» Task:
In the records below, find the line with "for (slot, &(_, n, value))" and the line with "the largest budget"; return exactly those lines and every line between them.

» Data for processing:
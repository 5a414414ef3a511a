//! Root-parallel MCTS.
//!
//! Several independent clone-backed searches run on the rayon pool with
//! seeds forked from the configured one. Their root statistics are merged
//! per action and the action with the best visit-weighted mean wins.

use std::sync::Arc;

use rayon::prelude::*;
use tracing::debug;

use crate::core::{Action, Board, GameRng, SearchError, Team};
use crate::rules::team_actions;

use super::backend::CloneBackend;
use super::config::MCTSConfig;
use super::policy::{RolloutPolicy, UniformRollout};
use super::search::MCTSSearch;

/// Merged root statistics for one action.
#[derive(Clone, Debug, PartialEq)]
pub struct RootSummary {
    pub action: Action,
    pub visits: u32,
    pub value: f64,
}

/// Root-parallel search settings.
#[derive(Clone)]
pub struct ParallelSearch {
    pub config: MCTSConfig,
    /// Independent trees, each running the full iteration budget.
    pub workers: usize,
    pub policy: Arc<dyn RolloutPolicy>,
}

impl ParallelSearch {
    pub fn new(config: MCTSConfig, workers: usize) -> Self {
        Self {
            config,
            workers: workers.max(1),
            policy: Arc::new(UniformRollout),
        }
    }

    pub fn with_policy<P: RolloutPolicy + 'static>(mut self, policy: P) -> Self {
        self.policy = Arc::new(policy);
        self
    }

    /// Worker seeds, forked in order from the configured seed.
    fn seeds(&self) -> Vec<u64> {
        let mut rng = GameRng::new(self.config.seed);
        (0..self.workers).map(|_| rng.fork().seed()).collect()
    }

    /// Run every worker and merge their root statistics in edge order.
    pub fn root_summary(&self, board: &Board, team: Team) -> Result<Vec<RootSummary>, SearchError> {
        let actions = team_actions(board, team);
        if actions.len() <= 1 {
            return Ok(actions
                .into_iter()
                .map(|action| RootSummary {
                    action,
                    visits: 0,
                    value: 0.0,
                })
                .collect());
        }

        let per_worker: Vec<Vec<(Action, u32, f64)>> = self
            .seeds()
            .into_par_iter()
            .map(|seed| -> Result<Vec<(Action, u32, f64)>, SearchError> {
                let mut search = MCTSSearch::new(CloneBackend::new(), self.config.clone().with_seed(seed))
                    .with_shared_policy(Arc::clone(&self.policy));
                search.search(board, team)?;
                Ok(search.root_visits())
            })
            .collect::<Result<_, _>>()?;

        let mut merged: Vec<(u32, f64)> = vec![(0, 0.0); actions.len()];
        for visits in &per_worker {
            for (slot, &(_, n, value)) in merged.iter_mut().zip(visits) {
                slot.0 += n;
                slot.1 += value * f64::from(n);
            }
        }

        Ok(actions
            .into_iter()
            .zip(merged)
            .map(|(action, (visits, weighted))| RootSummary {
                action,
                visits,
                value: if visits == 0 { 0.0 } else { weighted / f64::from(visits) },
            })
            .collect())
    }

    /// Best merged action, or `None` if `team` has nothing to do.
    pub fn search(&self, board: &Board, team: Team) -> Result<Option<Action>, SearchError> {
        let summary = self.root_summary(board, team)?;
        let mut best: Option<&RootSummary> = None;
        for entry in summary.iter().filter(|s| s.visits > 0) {
            if best.map_or(true, |b| entry.value > b.value) {
                best = Some(entry);
            }
        }
        let choice = best.or(summary.first()).map(|s| s.action);
        debug!(workers = self.workers, ?choice, "root-parallel search finished");
        Ok(choice)
    }
}

/// Shorthand for [`ParallelSearch::search`] with a uniform rollout policy.
pub fn search_root_parallel(
    board: &Board,
    team: Team,
    config: &MCTSConfig,
    workers: usize,
) -> Result<Option<Action>, SearchError> {
    ParallelSearch::new(config.clone(), workers).search(board, team)
}
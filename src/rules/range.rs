//! Movement and attack ranges.
//!
//! ## Reachability
//!
//! Reachable cells come from a bucketed cost-relaxation search over the
//! remaining movement budget. Buckets are drained from the largest budget
//! down; every step costs at least one point, so a cell is final once its
//! bucket is drained (Dijkstra with integer costs). Enemy cells block.
//! Friendly cells can be passed through but are not valid destinations.
//! The unit's own cell is always reachable.

use crate::core::{Board, CellSet, Pos, Unit, UnitId};

/// Every cell `unit` can end its move on this turn.
#[must_use]
pub fn reachable_cells(board: &Board, unit: &Unit) -> CellSet {
    let (width, height) = (board.width(), board.height());
    let index = |p: Pos| usize::from(p.y) * usize::from(width) + usize::from(p.x);

    let movement = unit.spec().movement as usize;
    let mut best: Vec<Option<usize>> = vec![None; usize::from(width) * usize::from(height)];
    let mut buckets: Vec<Vec<Pos>> = vec![Vec::new(); movement + 1];

    best[index(unit.pos)] = Some(movement);
    buckets[movement].push(unit.pos);

    for budget in (0..=movement).rev() {
        let frontier = std::mem::take(&mut buckets[budget]);
        for pos in frontier {
            if best[index(pos)] != Some(budget) {
                continue;
            }
            for next in pos.neighbors(width, height) {
                let Some(cost) = unit.kind.move_cost(board.terrain_at(next)) else {
                    continue;
                };
                if board.unit_at(next).map_or(false, |other| other.is_enemy_of(unit)) {
                    continue;
                }
                let Some(remaining) = budget.checked_sub(cost as usize) else {
                    continue;
                };
                if best[index(next)].map_or(true, |b| b < remaining) {
                    best[index(next)] = Some(remaining);
                    buckets[remaining].push(next);
                }
            }
        }
    }

    let mut cells = CellSet::new(width, height);
    for y in 0..height {
        for x in 0..width {
            let pos = Pos::new(x, y);
            if best[index(pos)].is_none() {
                continue;
            }
            match board.unit_at(pos) {
                Some(other) if other.id != unit.id => {}
                _ => cells.insert(pos),
            }
        }
    }
    cells
}

/// Cells `unit` could strike this turn.
///
/// Melee units threaten every cell next to a reachable cell that is not
/// held by a friend. Ranged units threaten the ring between their minimum
/// and maximum range around their current position.
#[must_use]
pub fn attackable_cells(board: &Board, unit: &Unit, reachable: &CellSet) -> CellSet {
    let (width, height) = (board.width(), board.height());
    let mut cells = CellSet::new(width, height);
    let spec = unit.spec();

    if spec.is_direct {
        for from in reachable.iter() {
            for pos in from.neighbors(width, height) {
                match board.unit_at(pos) {
                    Some(other) if !other.is_enemy_of(unit) => {}
                    _ => cells.insert(pos),
                }
            }
        }
    } else {
        for y in 0..height {
            for x in 0..width {
                let pos = Pos::new(x, y);
                let dist = unit.pos.distance(pos);
                if dist >= spec.min_range && dist <= spec.max_range {
                    cells.insert(pos);
                }
            }
        }
    }
    cells
}

/// Every concrete `(target, standing cell)` pair for `unit`.
///
/// Melee units get one entry per reachable cell next to each enemy; ranged
/// units fire from where they stand. Acted flags and turn order are not
/// consulted, so this also serves threat estimation for enemy units.
#[must_use]
pub fn attack_options(board: &Board, unit: &Unit) -> Vec<(UnitId, Pos)> {
    let spec = unit.spec();
    let enemies = board.units().filter(|other| other.is_enemy_of(unit));

    if spec.is_direct {
        let reachable = reachable_cells(board, unit);
        enemies
            .flat_map(|enemy| {
                enemy
                    .pos
                    .neighbors(board.width(), board.height())
                    .filter(|cell| reachable.contains(*cell))
                    .map(move |cell| (enemy.id, cell))
                    .collect::<Vec<_>>()
            })
            .collect()
    } else {
        enemies
            .filter(|enemy| {
                let dist = unit.pos.distance(enemy.pos);
                dist >= spec.min_range && dist <= spec.max_range
            })
            .map(|enemy| (enemy.id, unit.pos))
            .collect()
    }
}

» Exercise result:
            for (slot, &(_, n, value)) in merged.iter_mut().zip(visits) {
                slot.0 += n;
                slot.1 += value * f64::from(n);
            }
        }

        Ok(actions
            .into_iter()
            .zip(merged)
            .map(|(action, (visits, weighted))| RootSummary {
                action,
                visits,
                value: if visits == 0 { 0.0 } else { weighted / f64::from(visits) },
            })
            .collect())
    }

    /// Best merged action, or `None` if `team` has nothing to do.
    pub fn search(&self, board: &Board, team: Team) -> Result<Option<Action>, SearchError> {
        let summary = self.root_summary(board, team)?;
        let mut best: Option<&RootSummary> = None;
        for entry in summary.iter().filter(|s| s.visits > 0) {
            if best.map_or(true, |b| entry.value > b.value) {
                best = Some(entry);
            }
        }
        let choice = best.or(summary.first()).map(|s| s.action);
        debug!(workers = self.workers, ?choice, "root-parallel search finished");
        Ok(choice)
    }
}

/// Shorthand for [`ParallelSearch::search`] with a uniform rollout policy.
pub fn search_root_parallel(
    board: &Board,
    team: Team,
    config: &MCTSConfig,
    workers: usize,
) -> Result<Option<Action>, SearchError> {
    ParallelSearch::new(config.clone(), workers).search(board, team)
}
filename src/rules/range.rs
//! Movement and attack ranges.
//!
//! ## Reachability
//!
//! Reachable cells come from a bucketed cost-relaxation search over the
//! remaining movement budget. Buckets are drained from the largest budget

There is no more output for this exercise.